Well things really started going well after you left.

I got rid of everything but the Geometry in the project and I created 4 versions on my new Mesh 1 that has been tweaked with your 7 parameter suggestions:

  1. Change the ‘Max face aspect ratio for layers’ from 0.5 to 2
  2. Change the ‘Max ratio of layer thickness to medial length’ from 0.3 to 0.9
  3. Change the ‘Min face weight’ from 0.02 to 0.002
  4. Change the ‘Min volume ratio between neighbouring cells’ from 0.01 to 0.001
  5. Set the Inflation parameter for 2 layers instead of 3 while maintaining the same overall sum of all layers thickness using the same expansion ratio of 1.1.
  6. This changed ‘Thickness of the Final Layer’ from 0.03821 to 0.06
  7. Decrease the ‘Minimum overall layer thickness’ from 0.02 to 0.0002

I adjusted the Background Mesh Box dimensions slightly.
I added a Mid-Volume Cartesian box to refine an area outside the wing to Level 2 (to help with the isovolume errors that were found).
I used the same Whole Wing Region box to refine the wing to Level 5 as before.
I then used a further 'All Surfaces refinement ’ to Level 8 instead of the Feature Refinement I used initially (this got rid of the refinements at each wing rib.

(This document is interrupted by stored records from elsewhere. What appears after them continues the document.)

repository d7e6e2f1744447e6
mod common;
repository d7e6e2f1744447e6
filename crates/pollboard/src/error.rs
use crate::config::ConfigError;
use crate::polls::import::PollImportError;
use crate::polls::service::PollServiceError;
use crate::telemetry::TelemetryError;
use axum::http::StatusCode;
use axum::response::{IntoResponse, Response};
use axum::Json;
use serde_json::json;
use std::fmt;

#[derive(Debug)]
pub enum AppError {
    Config(ConfigError),
    Telemetry(TelemetryError),
    Io(std::io::Error),
    Server(axum::Error),
    Import(PollImportError),
    Poll(PollServiceError),
}

impl fmt::Display for AppError {
    fn fmt(&self, f: &mut fmt::Formatter<'_>) -> fmt::Result {
        match self {
            AppError::Config(err) => write!(f, "configuration error: {}", err),
            AppError::Telemetry(err) => write!(f, "telemetry error: {}", err),
            AppError::Io(err) => write!(f, "io error: {}", err),
            AppError::Server(err) => write!(f, "server error: {}", err),
            AppError::Import(err) => write!(f, "import error: {}", err),
            AppError::Poll(err) => write!(f, "poll error: {}", err),
        }
    }
}

impl std::error::Error for AppError {
    fn source(&self) -> Option<&(dyn std::error::Error + 'static)> {
        match self {
            AppError::Config(err) => Some(err),
            AppError::Telemetry(err) => Some(err),
            AppError::Io(err) => Some(err),
            AppError::Server(err) => Some(err),
            AppError::Import(err) => Some(err),
            AppError::Poll(err) => Some(err),
        }
    }
}

impl IntoResponse for AppError {
    fn into_response(self) -> Response {
        let status = match &self {
            AppError::Import(_) => StatusCode::BAD_REQUEST,
            AppError::Poll(
                PollServiceError::QuestionNotFound(_) | PollServiceError::ChoiceNotFound,
            ) => StatusCode::NOT_FOUND,
            AppError::Poll(_)
            | AppError::Config(_)
            | AppError::Telemetry(_)
            | AppError::Io(_)
            | AppError::Server(_) => StatusCode::INTERNAL_SERVER_ERROR,
        };

        let body = Json(json!({ "error": self.to_string() }));
        (status, body).into_response()
    }
}

impl From<ConfigError> for AppError {
    fn from(value: ConfigError) -> Self {
        Self::Config(value)
    }
}

impl From<TelemetryError> for AppError {
    fn from(value: TelemetryError) -> Self {
        Self::Telemetry(value)
    }
}

impl From<std::io::Error> for AppError {
    fn from(value: std::io::Error) -> Self {
        Self::Io(value)
    }
}

impl From<axum::Error> for AppError {
    fn from(value: axum::Error) -> Self {
        Self::Server(value)
    }
}

impl From<PollImportError> for AppError {
    fn from(value: PollImportError) -> Self {
        Self::Import(value)
    }
}

impl From<PollServiceError> for AppError {
    fn from(value: PollServiceError) -> Self {
        Self::Poll(value)
    }
}
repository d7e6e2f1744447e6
//! Poll publication pipeline: question and choice entities, the date-driven
//! visibility rules, the storage contract, the service facade the HTTP layer
//! consumes, and the CSV seed importer.
//!
//! Publication is a property of the evaluation instant, never of the stored
//! data: the same question can be hidden at one instant and listed the next,
//! so every read path threads `now` through explicitly.

pub mod domain;
pub mod import;
pub mod repository;
pub mod router;
pub mod service;
pub mod views;
pub mod visibility;

#[cfg(test)]
mod tests;

pub use domain::{Choice, ChoiceId, PublicationStatus, Question, QuestionDraft, QuestionId};
pub use import::{PollCsvImporter, PollImportError};
pub use repository::{PollRepository, QuestionRecord, RepositoryError};
pub use router::{poll_router, ReadQuery, VoteRequest};
pub use service::{PollService, PollServiceError};
pub use views::{
    ChoiceOption, ChoiceTally, LatestQuestions, PollResults, QuestionDetail, QuestionSummary,
    NO_POLLS_MESSAGE,
};
pub use visibility::{
    get_or_not_found, is_displayable, is_published, publication_status, select_displayable,
    was_published_recently, QuestionNotFound,
};
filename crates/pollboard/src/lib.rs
//! Building blocks for the poll publication service: domain entities, the
//! date-driven visibility rules, the storage contract, the service facade,
//! and the HTTP router, plus configuration and telemetry plumbing shared by
//! the binaries.

pub mod config;
pub mod error;
pub mod polls;
pub mod telemetry;
use std::fmt;

use chrono::{DateTime, Utc};
use serde::{Deserialize, Serialize};

/// Identifier assigned to a stored question. Ids come from a monotonic
/// sequence, so ordering by id reproduces creation order.
#[derive(
    Debug, Clone, Copy, PartialEq, Eq, PartialOrd, Ord, Hash, Serialize, Deserialize,
)]
pub struct QuestionId(pub u64);

impl fmt::Display for QuestionId {
    fn fmt(&self, f: &mut fmt::Formatter<'_>) -> fmt::Result {
        write!(f, "{}", self.0)
    }
}

/// Identifier assigned to a stored choice.
#[derive(
    Debug, Clone, Copy, PartialEq, Eq, PartialOrd, Ord, Hash, Serialize, Deserialize,
)]
pub struct ChoiceId(pub u64);

impl fmt::Display for ChoiceId {
    fn fmt(&self, f: &mut fmt::Formatter<'_>) -> fmt::Result {
        write!(f, "{}", self.0)
    }
}

/// A poll prompt together with the instant it becomes visible. `pub_date`
/// may sit in the future, in which case the question exists in storage but
/// is withheld from every public surface until the instant passes.
#[derive(Debug, Clone, PartialEq, Eq, Serialize, Deserialize)]
pub struct Question {
    pub id: QuestionId,
    pub question_text: String,
    pub pub_date: DateTime<Utc>,
}

/// One selectable answer for a question, with its running tally. Votes only
/// ever increase.
#[derive(Debug, Clone, PartialEq, Eq, Serialize, Deserialize)]
pub struct Choice {
    pub id: ChoiceId,
    pub question_id: QuestionId,
    pub choice_text: String,
    pub votes: u64,
}

/// Creation input for a question. Ids are assigned by the repository when
/// the draft is stored; an empty choice list is legal and produces a
/// question that is never listed until choices are added elsewhere.
#[derive(Debug, Clone, PartialEq, Eq, Serialize, Deserialize)]
pub struct QuestionDraft {
    pub question_text: String,
    pub pub_date: DateTime<Utc>,
    #[serde(default)]
    pub choices: Vec<String>,
}

impl QuestionDraft {
    pub fn new(question_text: impl Into<String>, pub_date: DateTime<Utc>) -> Self {
        Self {
            question_text: question_text.into(),
            pub_date,
            choices: Vec::new(),
        }
    }

    pub fn with_choices<I, S>(mut self, choices: I) -> Self
    where
        I: IntoIterator<Item = S>,
        S: Into<String>,
    {
        self.choices = choices.into_iter().map(Into::into).collect();
        self
    }
}

/// Where a question sits relative to an evaluation instant.
#[derive(Debug, Clone, Copy, PartialEq, Eq, Serialize, Deserialize)]
#[serde(rename_all = "snake_case")]
pub enum PublicationStatus {
    Scheduled,
    Recent,
    Published,
}

impl PublicationStatus {
    pub const fn label(self) -> &'static str {
        match self {
            Self::Scheduled => "Scheduled",
            Self::Recent => "Recently published",
            Self::Published => "Published",
        }
    }
}
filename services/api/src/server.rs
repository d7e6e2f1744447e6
use crate::cli::ServeArgs;
use crate::infra::{AppState, InMemoryPollRepository};
use crate::routes::with_poll_routes;
use axum::Extension;
use axum_prometheus::PrometheusMetricLayer;
use pollboard::config::AppConfig;
use pollboard::error::AppError;
use pollboard::polls::PollService;
use pollboard::telemetry;
use std::sync::atomic::Ordering;
use std::sync::Arc;
use tracing::info;

pub(crate) async fn run(mut args: ServeArgs) -> Result<(), AppError> {
    let mut config = AppConfig::load()?;

    if let Some(host) = args.host.take() {
        config.server.host = host;
    }
    if let Some(port) = args.port.take() {
        config.server.port = port;
    }

    telemetry::init(&config.telemetry)?;

    let (prometheus_layer, prometheus_handle) = PrometheusMetricLayer::pair();
    let readiness_flag = Arc::new(std::sync::atomic::AtomicBool::new(false));
    let app_state = AppState {
        readiness: readiness_flag.clone(),
        metrics: Arc::new(prometheus_handle),
    };

    let repository = Arc::new(InMemoryPollRepository::default());
    let poll_service = Arc::new(PollService::new(repository, config.listing.clone()));

    let app = with_poll_routes(poll_service)
        .layer(Extension(app_state))
        .layer(prometheus_layer);

    let addr = config.server.socket_addr()?;
    let listener = tokio::net::TcpListener::bind(addr).await?;
    readiness_flag.store(true, Ordering::Release);

    info!(?config.environment, %addr, latest_limit = config.listing.latest_limit, "poll service ready");

    axum::serve(listener, app).await?;
    Ok(())
}
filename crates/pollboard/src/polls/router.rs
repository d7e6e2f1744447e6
use std::sync::Arc;

use axum::{
    extract::{Path, Query, State},
    http::StatusCode,
    response::{IntoResponse, Response},
    routing::{get, post},
    Router,
};
use chrono::{DateTime, Utc};
use serde::Deserialize;
use serde_json::json;

use super::domain::{ChoiceId, QuestionDraft, QuestionId};
use super::repository::PollRepository;
use super::service::{PollService, PollServiceError};
use super::views::LatestQuestions;

/// Router builder exposing the public poll surfaces plus administration.
pub fn poll_router<R>(service: Arc<PollService<R>>) -> Router
where
    R: PollRepository + 'static,
{
    Router::new()
        .route(
            "/api/v1/polls",
            get(index_handler::<R>).post(create_handler::<R>),
        )
        .route(
            "/api/v1/polls/:question_id",
            get(detail_handler::<R>).delete(delete_handler::<R>),
        )
        .route(
            "/api/v1/polls/:question_id/results",
            get(results_handler::<R>),
        )
        .route("/api/v1/polls/:question_id/vote", post(vote_handler::<R>))
        .with_state(service)
}

/// Read controls shared by the listing and lookup endpoints. `as_of` pins the
/// evaluation instant so a response can be reproduced later; it defaults to
/// the arrival time of the request.
#[derive(Debug, Default, Deserialize)]
pub struct ReadQuery {
    pub as_of: Option<DateTime<Utc>>,
    pub limit: Option<usize>,
}

impl ReadQuery {
    fn evaluation_instant(&self) -> DateTime<Utc> {
        self.as_of.unwrap_or_else(Utc::now)
    }
}

#[derive(Debug, Deserialize)]
pub struct VoteRequest {
    pub choice_id: ChoiceId,
}

pub(crate) async fn index_handler<R>(
    State(service): State<Arc<PollService<R>>>,
    Query(query): Query<ReadQuery>,
) -> Response
where
    R: PollRepository + 'static,
{
    let now = query.evaluation_instant();
    match service.latest(query.limit, now) {
        Ok(records) => {
            let summaries = records.iter().map(|record| record.summary(now)).collect();
            let view = LatestQuestions::new(now, summaries);
            (StatusCode::OK, axum::Json(view)).into_response()
        }
        Err(error) => {
            let payload = json!({
                "error": error.to_string(),
            });
            (StatusCode::INTERNAL_SERVER_ERROR, axum::Json(payload)).into_response()
        }
    }
}

pub(crate) async fn detail_handler<R>(
    State(service): State<Arc<PollService<R>>>,
    Path(question_id): Path<u64>,
    Query(query): Query<ReadQuery>,
) -> Response
where
    R: PollRepository + 'static,
{
    let id = QuestionId(question_id);
    let now = query.evaluation_instant();
    match service.question(id, now) {
        Ok(record) => (StatusCode::OK, axum::Json(record.detail(now))).into_response(),
        Err(error) => not_found_or_internal(error),
    }
}

pub(crate) async fn results_handler<R>(
    State(service): State<Arc<PollService<R>>>,
    Path(question_id): Path<u64>,
    Query(query): Query<ReadQuery>,
) -> Response
where
    R: PollRepository + 'static,
{
    let id = QuestionId(question_id);
    let now = query.evaluation_instant();
    match service.results(id, now) {
        Ok(record) => (StatusCode::OK, axum::Json(record.results_view())).into_response(),
        Err(error) => not_found_or_internal(error),
    }
}

pub(crate) async fn vote_handler<R>(
    State(service): State<Arc<PollService<R>>>,
    Path(question_id): Path<u64>,
    Query(query): Query<ReadQuery>,
    axum::Json(request): axum::Json<VoteRequest>,
) -> Response
where
    R: PollRepository + 'static,
{
    let id = QuestionId(question_id);
    let now = query.evaluation_instant();
    match service.vote(id, request.choice_id, now) {
        Ok(record) => (StatusCode::OK, axum::Json(record.results_view())).into_response(),
        Err(error) => not_found_or_internal(error),
    }
}

pub(crate) async fn create_handler<R>(
    State(service): State<Arc<PollService<R>>>,
    axum::Json(draft): axum::Json<QuestionDraft>,
) -> Response
where
    R: PollRepository + 'static,
{
    match service.create(draft) {
        Ok(record) => {
            let now = Utc::now();
            (StatusCode::CREATED, axum::Json(record.detail(now))).into_response()
        }
        Err(error) => {
            let payload = json!({
                "error": error.to_string(),
            });
            (StatusCode::INTERNAL_SERVER_ERROR, axum::Json(payload)).into_response()
        }
    }
}

pub(crate) async fn delete_handler<R>(
    State(service): State<Arc<PollService<R>>>,
    Path(question_id): Path<u64>,
) -> Response
where
    R: PollRepository + 'static,
{
    let id = QuestionId(question_id);
    match service.delete(id) {
        Ok(()) => StatusCode::NO_CONTENT.into_response(),
        Err(error) => not_found_or_internal(error),
    }
}

fn not_found_or_internal(error: PollServiceError) -> Response {
    match error {
        PollServiceError::QuestionNotFound(_) | PollServiceError::ChoiceNotFound => {
            let payload = json!({
                "error": error.to_string(),
            });
            (StatusCode::NOT_FOUND, axum::Json(payload)).into_response()
        }
        other => {
            let payload = json!({
                "error": other.to_string(),
            });
            (StatusCode::INTERNAL_SERVER_ERROR, axum::Json(payload)).into_response()
        }
    }
}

I then ran simulations on all 4 versions of Mesh 1 and a further Full Resolution Simulation on ‘Mesh 1-1,239,387v 32x16x16’

I looked at yPlus range on simulation ‘0aoa Mesh 1-1,239,387v 32x16x16’ and it looks pretty good I think (would like comment on this please, seems a little low on leading edge):

So then I just put the results in this new chart:

Darren, which mesh would you say to use for the definitive CFD results, the converged values or Full Resolution values?

Also, could you do your Paraview isovolume error check on the results?

I will put this data into a final XFLR5 vs CFD comparison chart once we are happy.

Anything else I should do except have a beer now :smile: :beers:

Thanks
Dale

P.S. Now after all that trouble, is there a way to make images that show where the boundary layer precisely separates at this 0aoa and 135mph case (not just particle tracing, maybe like a separation line)?